Problem statement: Once you find a line containing the word "scripts" in the entries below, copy it.

(Stored data entries)

use super::*;
use crate::driver::ResolvedInputs;
use crate::orchestrator::FailureMode;
use pretty_assertions::assert_eq;
use std::collections::BTreeMap;
use std::time::Duration;

const FULL: &str = r#"
[environment]
application_name = "todo"
environment_name = "staging"
account_id = "123456789012"
region = "us-east-2"
hosted_zone_domain = "example.com"
application_domain = "todo.example.com"
login_page_domain_prefix = "todo-login"

[orchestrator]
state_dir = "/var/lib/stackflow"
max_concurrency = 2
failure_mode = "continue-independent"
lease_store = "memory"

[driver]
kind = "command"
program = "./scripts/apply-stack.sh"
args = ["apply", "{stack}"]
env = { AWS_PROFILE = "staging" }
timeout_seconds = 600
parallel_safe = true
"#;

const CUSTOM_STACKS: &str = r#"
[environment]
application_name = "todo"
environment_name = "staging"
account_id = "123456789012"
region = "us-east-2"

[driver]
kind = "simulated"

[[stacks]]
name = "network"
declared_outputs = ["vpcId"]
resources = [{ name = "Vpc", type = "AWS::EC2::VPC" }]
parameters = { cidr = "10.0.0.0/16" }

[[stacks]]
name = "service"
required_inputs = ["network.vpcId"]
declared_outputs = ["serviceUrl"]
parameters = { artifact = "", stackName = "custom-service" }
"#;

#[test]
fn test_full_file_parses() {
    let config = StackflowConfig::from_toml_str(FULL).unwrap();

    assert_eq!(config.environment.application_name, "todo");
    assert_eq!(config.environment.login_page_domain_prefix.as_deref(), Some("todo-login"));
    assert_eq!(config.orchestrator.state_dir, PathBuf::from("/var/lib/stackflow"));
    assert_eq!(config.orchestrator.max_concurrency, 2);
    assert_eq!(config.orchestrator.failure_mode, FailureMode::ContinueIndependent);
    assert_eq!(config.orchestrator.lease_store, LeaseStoreKind::Memory);
    assert_eq!(config.driver.kind, DriverKind::Command);
    assert_eq!(config.driver.args, vec!["apply", "{stack}"]);
    assert!(config.driver.parallel_safe);
    assert!(config.uses_builtin_catalog());
}

#[test]
fn test_defaults_when_tables_are_omitted() {
    let config = StackflowConfig::from_toml_str(
        r#"
[driver]
kind = "simulated"
"#,
    )
    .unwrap();

    assert_eq!(config.orchestrator, OrchestratorSettings::default());
    assert_eq!(config.state_dir(), Path::new(DEFAULT_STATE_DIR));
    assert_eq!(config.driver.timeout_seconds, DEFAULT_TIMEOUT_SECONDS);
    assert_eq!(config.registry_path(), Path::new(".stackflow/outputs.json"));
    assert_eq!(config.journal_dir(), Path::new(".stackflow/runs"));
    assert_eq!(config.lease_dir(), Path::new(".stackflow/leases"));
}

#[test]
fn test_command_driver_requires_program() {
    let err = StackflowConfig::from_toml_str("[driver]\nkind = \"command\"\n").unwrap_err();
    assert!(err.message.contains("driver.program"), "{}", err.message);
}

#[test]
fn test_fail_stacks_rejected_for_command_driver() {
    let err = StackflowConfig::from_toml_str(
        r#"
[driver]
program = "apply.sh"
fail_stacks = { certificate = "LimitExceeded" }
"#,
    )
    .unwrap_err();
    assert!(err.message.contains("fail_stacks"));
}

#[test]
fn test_unknown_failure_mode_is_parse_error() {
    let err = StackflowConfig::from_toml_str(
        r#"
[orchestrator]
failure_mode = "retry"

[driver]
kind = "simulated"
"#,
    )
    .unwrap_err();

    assert_eq!(err.error_info.unwrap().code, "STACK-002-CONFIG_PARSE");
}

#[test]
fn test_unknown_key_is_parse_error() {
    let err = StackflowConfig::from_toml_str(
        r#"
[orchestrator]
max_concurency = 2
"#,
    )
    .unwrap_err();
    assert!(err.message.contains("max_concurency"), "{}", err.message);
}

#[test]
fn test_zero_concurrency_rejected() {
    let err = StackflowConfig::from_toml_str(
        r#"
[orchestrator]
max_concurrency = 0

[driver]
kind = "simulated"
"#,
    )
    .unwrap_err();
    assert!(err.message.contains("max_concurrency"));
}

#[test]
fn test_malformed_required_input_rejected() {
    let err = StackflowConfig::from_toml_str(
        r#"
[driver]
kind = "simulated"

[[stacks]]
name = "service"
required_inputs = ["network"]
"#,
    )
    .unwrap_err();
    assert!(err.message.contains("stack.key"), "{}", err.message);
}

#[test]
fn test_command_config_carries_settings() {
    let config = StackflowConfig::from_toml_str(FULL).unwrap();
    let command = config.driver.command_config().unwrap();

    assert_eq!(command.program, PathBuf::from("./scripts/apply-stack.sh"));
    assert_eq!(command.timeout, Duration::from_secs(600));
    assert_eq!(command.env.get("AWS_PROFILE").map(String::as_str), Some("staging"));
    assert!(command.parallel_safe);
}

#[test]
fn test_state_dir_override() {
    let mut config = StackflowConfig::from_toml_str(FULL).unwrap();
    let env = BTreeMap::from([(STATE_DIR_ENV, "/tmp/override")]);

    config.apply_overrides(|key| env.get(key).map(ToString::to_string));
    assert_eq!(config.state_dir(), Path::new("/tmp/override"));

    config.apply_overrides(|_| Some(String::new()));
    assert_eq!(config.state_dir(), Path::new("/tmp/override"));
}

#[test]
fn test_builtin_catalog_receives_artifact() {
    let config = StackflowConfig::from_toml_str(FULL).unwrap();
    let waves = config.waves(Some("1.4.2")).unwrap();

    assert_eq!(waves.stack_count(), 9);
    let service = waves.descriptor("service").unwrap();
    assert_eq!(service.parameters.get(ARTIFACT_PARAMETER).map(String::as_str), Some("1.4.2"));
}

#[test]
fn test_builtin_catalog_needs_domain_context() {
    let config = StackflowConfig::from_toml_str(
        r#"
[environment]
application_name = "todo"
environment_name = "staging"
account_id = "123456789012"
region = "us-east-2"

[driver]
kind = "simulated"
"#,
    )
    .unwrap();

    let err = config.descriptors(None).unwrap_err();
    assert!(err.message.contains("hosted_zone_domain"), "{}", err.message);
}

#[test]
fn test_explicit_stacks_get_base_parameters() {
    let config = StackflowConfig::from_toml_str(CUSTOM_STACKS).unwrap();
    let descriptors = config.descriptors(Some("abc123")).unwrap();

    let network = &descriptors[0];
    assert_eq!(network.parameters.get("cidr").map(String::as_str), Some("10.0.0.0/16"));
    assert_eq!(network.parameters.get("region").map(String::as_str), Some("us-east-2"));
    assert_eq!(
        network.parameters.get("stackName").map(String::as_str),
        Some("staging-todo-network")
    );

    let service = &descriptors[1];
    assert_eq!(service.parameters.get("stackName").map(String::as_str), Some("custom-service"));
    assert_eq!(service.parameters.get(ARTIFACT_PARAMETER).map(String::as_str), Some("abc123"));
    assert!(!network.parameters.contains_key(ARTIFACT_PARAMETER));

    let waves = config.waves(None).unwrap();
    assert_eq!(waves.waves(), &[vec!["network".to_string()], vec!["service".to_string()]]);
}

#[test]
fn test_from_file_reports_missing_path() {
    let dir = tempfile::tempdir().unwrap();
    let err = StackflowConfig::from_file(dir.path().join("missing.toml")).unwrap_err();

    assert_eq!(err.error_info.unwrap().code, "STACK-002-CONFIG_READ");
}

#[test]
fn test_from_file_prefixes_parse_errors_with_path() {
    let dir = tempfile::tempdir().unwrap();
    let path = dir.path().join("stackflow.toml");
    std::fs::write(&path, "[driver\n").unwrap();

    let err = StackflowConfig::from_file(&path).unwrap_err();
    assert!(err.message.starts_with(&path.display().to_string()));
}

#[tokio::test]
async fn test_simulated_driver_applies_fail_stacks() {
    let dir = tempfile::tempdir().unwrap();
    let config = StackflowConfig::from_toml_str(
        r#"
[driver]
kind = "simulated"
fail_stacks = { certificate = "LimitExceeded" }
"#,
    )
    .unwrap()
    .with_state_dir(dir.path());

    let driver = config.build_driver().await.unwrap();
    assert_eq!(driver.name(), "simulated");

    let err = driver
        .apply(&StackDescriptor::new("certificate"), &ResolvedInputs::default())
        .await
        .unwrap_err();
    assert_eq!(err.code, "LimitExceeded");
}

#[tokio::test]
async fn test_build_orchestrator_uses_state_dir() {
    let dir = tempfile::tempdir().unwrap();
    let config = StackflowConfig::from_toml_str(CUSTOM_STACKS)
        .unwrap()
        .with_state_dir(dir.path());

    let orchestrator = config.build_orchestrator().await.unwrap();
    let waves = config.waves(Some("abc123")).unwrap();
    let run = orchestrator.deploy(&waves, None::<&[&str]>).await.unwrap();

    assert!(run.is_success());
    assert!(config.registry_path().exists());
    assert!(config.simulated_state_path().exists());
    assert_eq!(config.journal().list().await.unwrap(), vec![run.run_id]);
    assert!(config.lease_dir().is_dir());
}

Response area:
program = "./scripts/apply-stack.sh"
    assert_eq!(command.program, PathBuf::from("./scripts/apply-stack.sh"));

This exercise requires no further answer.